How long had this been going on before Reed finally took notice and saw what everyone else was gossiping about? He thought about all of the mirrors he stepped in front of over the past few days and weeks, all of them functioned like they were meant to — or how he thought they were supposed to — which begged the question, how similar were they? Flicking his eyes to the undone bowtie in the middleground, Reed didn’t think he’d toss it to one side like that; it was more likely he would pack the bowtie away like it were processed evidence at his lab. Then he noticed the CSI badge, squinted and saw the print of his name. Reed Hand. Hand? Hand? He grimaced before noticing the lack of another badge, specifically his police badge — that wasn’t right. He felt discomfort as he shifted from foot to foot when he looked at Reed again, looking for giveaways of impressions, of a chain or wallet meant for his police badge in the fore and background only for his frantic search to turn up unsuccessful. Next he risked a quick glimpse down at himself, outfit passing enough to be presentable for work but not astoundingly professional… Was that why he noticed now? Because it was the only thing about them both that was more readily obvious and difficult to overlook? Or was this some kind of placebo effect, a trick of the mind because he was so desperate to see and believe? Is this real?
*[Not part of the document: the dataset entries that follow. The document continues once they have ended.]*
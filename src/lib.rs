pub mod cli;
pub mod error;
pub mod events;
pub mod filter;
pub mod handler;
pub mod observer;
pub mod report;
pub mod source;
pub mod store;
pub mod tui;
pub mod watcher;

pub use error::*;
pub use events::*;
pub use filter::*;
pub use handler::*;
pub use observer::*;
pub use report::*;
pub use source::*;
pub use store::*;
pub use watcher::*;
Reed’s eyebrows crinkled down as his lips pressed together, pondering. “Can you see me?” He mused aloud, softly, and soon realized that even if the other Reed could or couldn’t, he was oblivious to it. Did he not believe in the supernatural or odd and unexplainable occurrences, in what people in Ashford River were possibly talking about as well? Was he aware? No, Reed concluded quickly as soon as he watched himself step away from the mirror and carry on with his business until he left the bedroom completely. Left to stand in front of the blank mirror by himself and gawk at the whole expanse of vacant wall behind him, Reed got the impression this wasn’t exactly an experience to write home about.